## Extracted entries
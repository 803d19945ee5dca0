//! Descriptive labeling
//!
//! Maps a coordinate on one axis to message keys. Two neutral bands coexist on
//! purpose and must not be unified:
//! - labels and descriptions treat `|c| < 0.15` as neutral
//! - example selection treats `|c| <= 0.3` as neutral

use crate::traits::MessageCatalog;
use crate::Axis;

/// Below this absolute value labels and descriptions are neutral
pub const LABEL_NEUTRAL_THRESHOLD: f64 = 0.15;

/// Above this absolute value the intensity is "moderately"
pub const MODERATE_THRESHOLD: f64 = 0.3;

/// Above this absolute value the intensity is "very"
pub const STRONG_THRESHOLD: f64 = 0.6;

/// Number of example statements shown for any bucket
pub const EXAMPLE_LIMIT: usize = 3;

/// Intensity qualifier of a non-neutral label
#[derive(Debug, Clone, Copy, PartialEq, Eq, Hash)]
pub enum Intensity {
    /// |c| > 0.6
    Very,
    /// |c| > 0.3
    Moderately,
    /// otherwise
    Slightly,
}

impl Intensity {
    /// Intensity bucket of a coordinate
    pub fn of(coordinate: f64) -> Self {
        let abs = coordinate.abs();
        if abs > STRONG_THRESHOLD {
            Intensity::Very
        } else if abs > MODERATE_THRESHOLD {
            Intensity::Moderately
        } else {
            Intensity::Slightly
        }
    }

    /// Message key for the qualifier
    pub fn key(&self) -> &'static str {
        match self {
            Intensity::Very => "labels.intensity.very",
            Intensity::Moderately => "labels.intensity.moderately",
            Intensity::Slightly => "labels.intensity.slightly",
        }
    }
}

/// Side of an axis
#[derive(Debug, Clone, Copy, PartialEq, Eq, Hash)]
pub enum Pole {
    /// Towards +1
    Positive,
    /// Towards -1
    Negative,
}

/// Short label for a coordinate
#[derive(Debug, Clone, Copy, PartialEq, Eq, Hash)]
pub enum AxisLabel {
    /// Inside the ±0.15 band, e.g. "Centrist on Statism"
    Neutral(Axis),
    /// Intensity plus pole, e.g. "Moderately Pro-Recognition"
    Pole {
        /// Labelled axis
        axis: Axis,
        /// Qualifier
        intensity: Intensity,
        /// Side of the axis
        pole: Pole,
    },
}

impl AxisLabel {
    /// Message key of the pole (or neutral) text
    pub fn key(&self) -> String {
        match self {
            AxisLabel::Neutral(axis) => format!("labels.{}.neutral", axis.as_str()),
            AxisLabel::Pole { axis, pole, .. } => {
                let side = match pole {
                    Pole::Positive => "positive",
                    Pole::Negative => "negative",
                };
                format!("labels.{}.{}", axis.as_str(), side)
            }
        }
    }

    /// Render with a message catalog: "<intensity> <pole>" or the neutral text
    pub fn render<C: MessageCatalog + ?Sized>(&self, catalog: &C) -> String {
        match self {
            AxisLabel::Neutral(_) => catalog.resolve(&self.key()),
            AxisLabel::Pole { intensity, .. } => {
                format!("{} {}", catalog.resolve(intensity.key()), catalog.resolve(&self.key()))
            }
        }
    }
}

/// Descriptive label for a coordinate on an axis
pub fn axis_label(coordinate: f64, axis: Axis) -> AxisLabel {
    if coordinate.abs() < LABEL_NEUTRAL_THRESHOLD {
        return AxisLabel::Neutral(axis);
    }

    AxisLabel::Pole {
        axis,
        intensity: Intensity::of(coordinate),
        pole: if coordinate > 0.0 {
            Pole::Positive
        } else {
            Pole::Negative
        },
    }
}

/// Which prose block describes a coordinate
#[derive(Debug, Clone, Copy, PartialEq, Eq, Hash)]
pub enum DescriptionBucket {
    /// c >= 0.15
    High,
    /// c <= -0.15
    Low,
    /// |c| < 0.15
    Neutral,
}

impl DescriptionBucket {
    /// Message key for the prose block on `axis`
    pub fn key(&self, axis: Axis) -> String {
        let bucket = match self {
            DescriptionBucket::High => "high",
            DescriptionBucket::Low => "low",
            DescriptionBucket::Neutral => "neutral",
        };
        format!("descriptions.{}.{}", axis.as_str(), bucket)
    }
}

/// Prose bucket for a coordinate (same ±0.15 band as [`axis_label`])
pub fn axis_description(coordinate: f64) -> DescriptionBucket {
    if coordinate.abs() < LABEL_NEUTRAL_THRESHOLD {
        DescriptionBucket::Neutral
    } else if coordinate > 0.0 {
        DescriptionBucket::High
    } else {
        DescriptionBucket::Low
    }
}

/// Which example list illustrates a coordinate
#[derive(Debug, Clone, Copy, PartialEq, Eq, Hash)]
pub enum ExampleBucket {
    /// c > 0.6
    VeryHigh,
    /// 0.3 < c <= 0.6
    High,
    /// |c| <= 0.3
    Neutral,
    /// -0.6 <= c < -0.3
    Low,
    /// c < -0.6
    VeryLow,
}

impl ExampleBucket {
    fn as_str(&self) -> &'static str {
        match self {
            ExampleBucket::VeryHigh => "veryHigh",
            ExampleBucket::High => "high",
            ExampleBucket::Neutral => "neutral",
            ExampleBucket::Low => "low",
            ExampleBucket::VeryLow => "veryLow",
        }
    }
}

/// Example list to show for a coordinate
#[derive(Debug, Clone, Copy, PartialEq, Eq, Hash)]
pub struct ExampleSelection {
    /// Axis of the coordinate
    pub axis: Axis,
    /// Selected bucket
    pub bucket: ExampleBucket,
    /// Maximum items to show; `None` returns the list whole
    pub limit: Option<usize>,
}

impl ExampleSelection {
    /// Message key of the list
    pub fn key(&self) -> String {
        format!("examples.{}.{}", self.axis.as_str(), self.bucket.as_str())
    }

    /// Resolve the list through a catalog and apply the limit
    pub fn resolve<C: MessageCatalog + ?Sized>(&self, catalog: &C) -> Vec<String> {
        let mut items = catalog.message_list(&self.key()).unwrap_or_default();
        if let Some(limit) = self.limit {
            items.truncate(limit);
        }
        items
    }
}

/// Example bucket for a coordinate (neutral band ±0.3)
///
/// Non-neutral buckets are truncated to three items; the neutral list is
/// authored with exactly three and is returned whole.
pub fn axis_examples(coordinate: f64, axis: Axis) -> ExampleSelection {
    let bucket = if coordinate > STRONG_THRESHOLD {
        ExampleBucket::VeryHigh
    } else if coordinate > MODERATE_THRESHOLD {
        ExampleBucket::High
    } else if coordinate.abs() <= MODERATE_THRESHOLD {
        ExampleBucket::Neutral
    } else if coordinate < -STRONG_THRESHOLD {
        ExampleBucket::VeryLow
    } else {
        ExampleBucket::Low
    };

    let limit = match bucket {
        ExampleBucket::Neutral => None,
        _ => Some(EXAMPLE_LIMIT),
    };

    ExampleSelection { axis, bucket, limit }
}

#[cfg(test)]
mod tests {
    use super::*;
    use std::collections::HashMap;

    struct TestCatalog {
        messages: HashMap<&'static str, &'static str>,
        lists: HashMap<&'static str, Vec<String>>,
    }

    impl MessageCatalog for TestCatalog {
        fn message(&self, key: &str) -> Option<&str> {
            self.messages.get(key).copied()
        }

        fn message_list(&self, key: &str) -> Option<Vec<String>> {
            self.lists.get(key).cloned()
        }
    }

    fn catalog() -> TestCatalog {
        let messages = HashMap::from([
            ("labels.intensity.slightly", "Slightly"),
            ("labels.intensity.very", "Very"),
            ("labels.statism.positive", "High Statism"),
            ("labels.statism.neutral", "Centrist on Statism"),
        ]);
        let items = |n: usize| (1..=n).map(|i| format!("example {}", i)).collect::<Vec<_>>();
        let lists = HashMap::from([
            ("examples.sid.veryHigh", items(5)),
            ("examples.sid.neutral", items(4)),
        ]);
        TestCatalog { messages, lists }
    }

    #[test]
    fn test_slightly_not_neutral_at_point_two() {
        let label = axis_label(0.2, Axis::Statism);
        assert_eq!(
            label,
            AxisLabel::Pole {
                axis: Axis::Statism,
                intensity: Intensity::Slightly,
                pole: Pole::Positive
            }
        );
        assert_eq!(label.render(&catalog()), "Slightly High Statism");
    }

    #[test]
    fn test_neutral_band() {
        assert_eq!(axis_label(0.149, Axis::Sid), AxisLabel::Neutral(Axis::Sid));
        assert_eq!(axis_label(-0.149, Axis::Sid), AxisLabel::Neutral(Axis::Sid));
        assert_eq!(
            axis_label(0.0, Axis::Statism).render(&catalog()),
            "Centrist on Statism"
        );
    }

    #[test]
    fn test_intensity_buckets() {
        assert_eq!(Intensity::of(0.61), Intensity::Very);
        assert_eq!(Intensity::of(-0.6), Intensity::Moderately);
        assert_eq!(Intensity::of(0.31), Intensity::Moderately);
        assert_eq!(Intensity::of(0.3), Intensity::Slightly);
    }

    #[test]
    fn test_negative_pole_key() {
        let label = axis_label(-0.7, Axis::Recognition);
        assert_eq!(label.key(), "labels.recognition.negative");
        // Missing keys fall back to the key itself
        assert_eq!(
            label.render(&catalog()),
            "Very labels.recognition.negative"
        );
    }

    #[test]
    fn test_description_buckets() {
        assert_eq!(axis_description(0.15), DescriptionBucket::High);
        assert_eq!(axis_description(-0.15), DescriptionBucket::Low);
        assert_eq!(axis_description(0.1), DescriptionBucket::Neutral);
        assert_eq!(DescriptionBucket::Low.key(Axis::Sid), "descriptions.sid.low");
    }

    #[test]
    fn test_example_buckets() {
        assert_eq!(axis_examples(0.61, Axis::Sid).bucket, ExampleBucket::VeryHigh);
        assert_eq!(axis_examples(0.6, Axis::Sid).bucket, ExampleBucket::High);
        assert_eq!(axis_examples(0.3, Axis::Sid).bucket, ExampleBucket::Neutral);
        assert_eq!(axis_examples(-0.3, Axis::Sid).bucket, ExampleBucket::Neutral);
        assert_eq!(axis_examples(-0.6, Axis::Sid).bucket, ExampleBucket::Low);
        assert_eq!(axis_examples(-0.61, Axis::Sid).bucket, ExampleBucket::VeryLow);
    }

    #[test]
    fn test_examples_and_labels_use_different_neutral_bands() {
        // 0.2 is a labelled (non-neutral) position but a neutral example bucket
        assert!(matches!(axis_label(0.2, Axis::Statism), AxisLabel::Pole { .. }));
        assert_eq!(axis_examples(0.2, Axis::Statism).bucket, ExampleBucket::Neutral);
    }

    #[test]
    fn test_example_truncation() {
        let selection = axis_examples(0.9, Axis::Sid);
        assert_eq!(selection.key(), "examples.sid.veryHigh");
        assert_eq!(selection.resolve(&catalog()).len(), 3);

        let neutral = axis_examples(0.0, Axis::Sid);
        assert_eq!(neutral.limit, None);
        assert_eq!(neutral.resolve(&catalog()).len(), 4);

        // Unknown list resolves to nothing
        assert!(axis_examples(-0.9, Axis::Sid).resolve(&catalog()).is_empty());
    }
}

## Action item
Everything starting at the line containing "Prose bucket for" and ending at the line containing "of the coordinate" in the records above should be repeated exactly, and only that.

## Solution for this task
/// Prose bucket for a coordinate (same ±0.15 band as [`axis_label`])
pub fn axis_description(coordinate: f64) -> DescriptionBucket {
    if coordinate.abs() < LABEL_NEUTRAL_THRESHOLD {
        DescriptionBucket::Neutral
    } else if coordinate > 0.0 {
        DescriptionBucket::High
    } else {
        DescriptionBucket::Low
    }
}

/// Which example list illustrates a coordinate
#[derive(Debug, Clone, Copy, PartialEq, Eq, Hash)]
pub enum ExampleBucket {
    /// c > 0.6
    VeryHigh,
    /// 0.3 < c <= 0.6
    High,
    /// |c| <= 0.3
    Neutral,
    /// -0.6 <= c < -0.3
    Low,
    /// c < -0.6
    VeryLow,
}

impl ExampleBucket {
    fn as_str(&self) -> &'static str {
        match self {
            ExampleBucket::VeryHigh => "veryHigh",
            ExampleBucket::High => "high",
            ExampleBucket::Neutral => "neutral",
            ExampleBucket::Low => "low",
            ExampleBucket::VeryLow => "veryLow",
        }
    }
}

/// Example list to show for a coordinate
#[derive(Debug, Clone, Copy, PartialEq, Eq, Hash)]
pub struct ExampleSelection {
    /// Axis of the coordinate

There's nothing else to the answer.